- _Your goal_
Filter the lines below, keeping each one that holds "HashMap".

- _Working data_
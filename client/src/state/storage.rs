//! Durable key-value storage backends for the session store.
//!
//! SYSTEM CONTEXT
//! ==============
//! The browser build persists to `window.localStorage`; SSR renders and tests
//! use an in-memory map. Both sit behind [`KeyValueStorage`] so the session
//! logic never touches `web-sys` directly.

#[cfg(test)]
#[path = "storage_test.rs"]
mod storage_test;

use std::cell::RefCell;
use std::collections::HashMap;
use std::rc::Rc;

/// Error raised by a storage backend.
#[derive(Debug, Clone, PartialEq, Eq, thiserror::Error)]
pub enum StorageError {
    /// No storage is reachable in this environment (private mode, SSR, no window).
    #[error("storage unavailable: {0}")]
    Unavailable(String),
    /// The backend rejected the operation, for example on quota exhaustion.
    #[error("storage operation failed: {0}")]
    Backend(String),
}

/// String key-value storage with `localStorage` semantics.
pub trait KeyValueStorage {
    /// Read the value stored at `key`.
    ///
    /// # Errors
    ///
    /// Returns [`StorageError`] if the backend cannot be read.
    fn get_item(&self, key: &str) -> Result<Option<String>, StorageError>;

    /// Store `value` at `key`, replacing any previous value.
    ///
    /// # Errors
    ///
    /// Returns [`StorageError`] if the backend rejects the write.
    fn set_item(&self, key: &str, value: &str) -> Result<(), StorageError>;

    /// Remove `key`. Removing a missing key is not an error.
    ///
    /// # Errors
    ///
    /// Returns [`StorageError`] if the backend rejects the removal.
    fn remove_item(&self, key: &str) -> Result<(), StorageError>;
}

/// In-memory storage. Clones share the same map.
#[derive(Clone, Debug, Default)]
pub struct MemoryStorage {
    items: Rc<RefCell<HashMap<String, String>>>,
}

impl MemoryStorage {
    #[must_use]
    pub fn new() -> Self {
        Self::default()
    }

    /// Raw value currently held for `key`, bypassing the trait.
    #[must_use]
    pub fn raw(&self, key: &str) -> Option<String> {
        self.items.borrow().get(key).cloned()
    }
}

impl KeyValueStorage for MemoryStorage {
    fn get_item(&self, key: &str) -> Result<Option<String>, StorageError> {
        Ok(self.items.borrow().get(key).cloned())
    }

    fn set_item(&self, key: &str, value: &str) -> Result<(), StorageError> {
        self.items.borrow_mut().insert(key.to_owned(), value.to_owned());
        Ok(())
    }

    fn remove_item(&self, key: &str) -> Result<(), StorageError> {
        self.items.borrow_mut().remove(key);
        Ok(())
    }
}

/// `window.localStorage` backend.
#[cfg(feature = "hydrate")]
pub struct LocalStorage {
    storage: web_sys::Storage,
}

#[cfg(feature = "hydrate")]
impl LocalStorage {
    /// Open the window's local storage.
    ///
    /// # Errors
    ///
    /// Returns [`StorageError::Unavailable`] when there is no window or the
    /// browser denies storage access.
    pub fn open() -> Result<Self, StorageError> {
        let window = web_sys::window().ok_or_else(|| StorageError::Unavailable("no window".to_owned()))?;
        let storage = window
            .local_storage()
            .map_err(|e| StorageError::Unavailable(format!("{e:?}")))?
            .ok_or_else(|| StorageError::Unavailable("localStorage is disabled".to_owned()))?;
        Ok(Self { storage })
    }
}

#[cfg(feature = "hydrate")]
impl KeyValueStorage for LocalStorage {
    fn get_item(&self, key: &str) -> Result<Option<String>, StorageError> {
        self.storage.get_item(key).map_err(|e| StorageError::Backend(format!("{e:?}")))
    }

    fn set_item(&self, key: &str, value: &str) -> Result<(), StorageError> {
        self.storage.set_item(key, value).map_err(|e| StorageError::Backend(format!("{e:?}")))
    }

    fn remove_item(&self, key: &str) -> Result<(), StorageError> {
        self.storage.remove_item(key).map_err(|e| StorageError::Backend(format!("{e:?}")))
    }
}

/// Storage for the current environment: `localStorage` in the browser when
/// reachable, memory otherwise.
pub fn default_storage() -> Box<dyn KeyValueStorage> {
    #[cfg(feature = "hydrate")]
    {
        match LocalStorage::open() {
            Ok(storage) => return Box::new(storage),
            Err(e) => leptos::logging::warn!("falling back to in-memory session storage: {e}"),
        }
    }
    Box::new(MemoryStorage::new())
}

- _Task response_
use std::collections::HashMap;
    items: Rc<RefCell<HashMap<String, String>>>,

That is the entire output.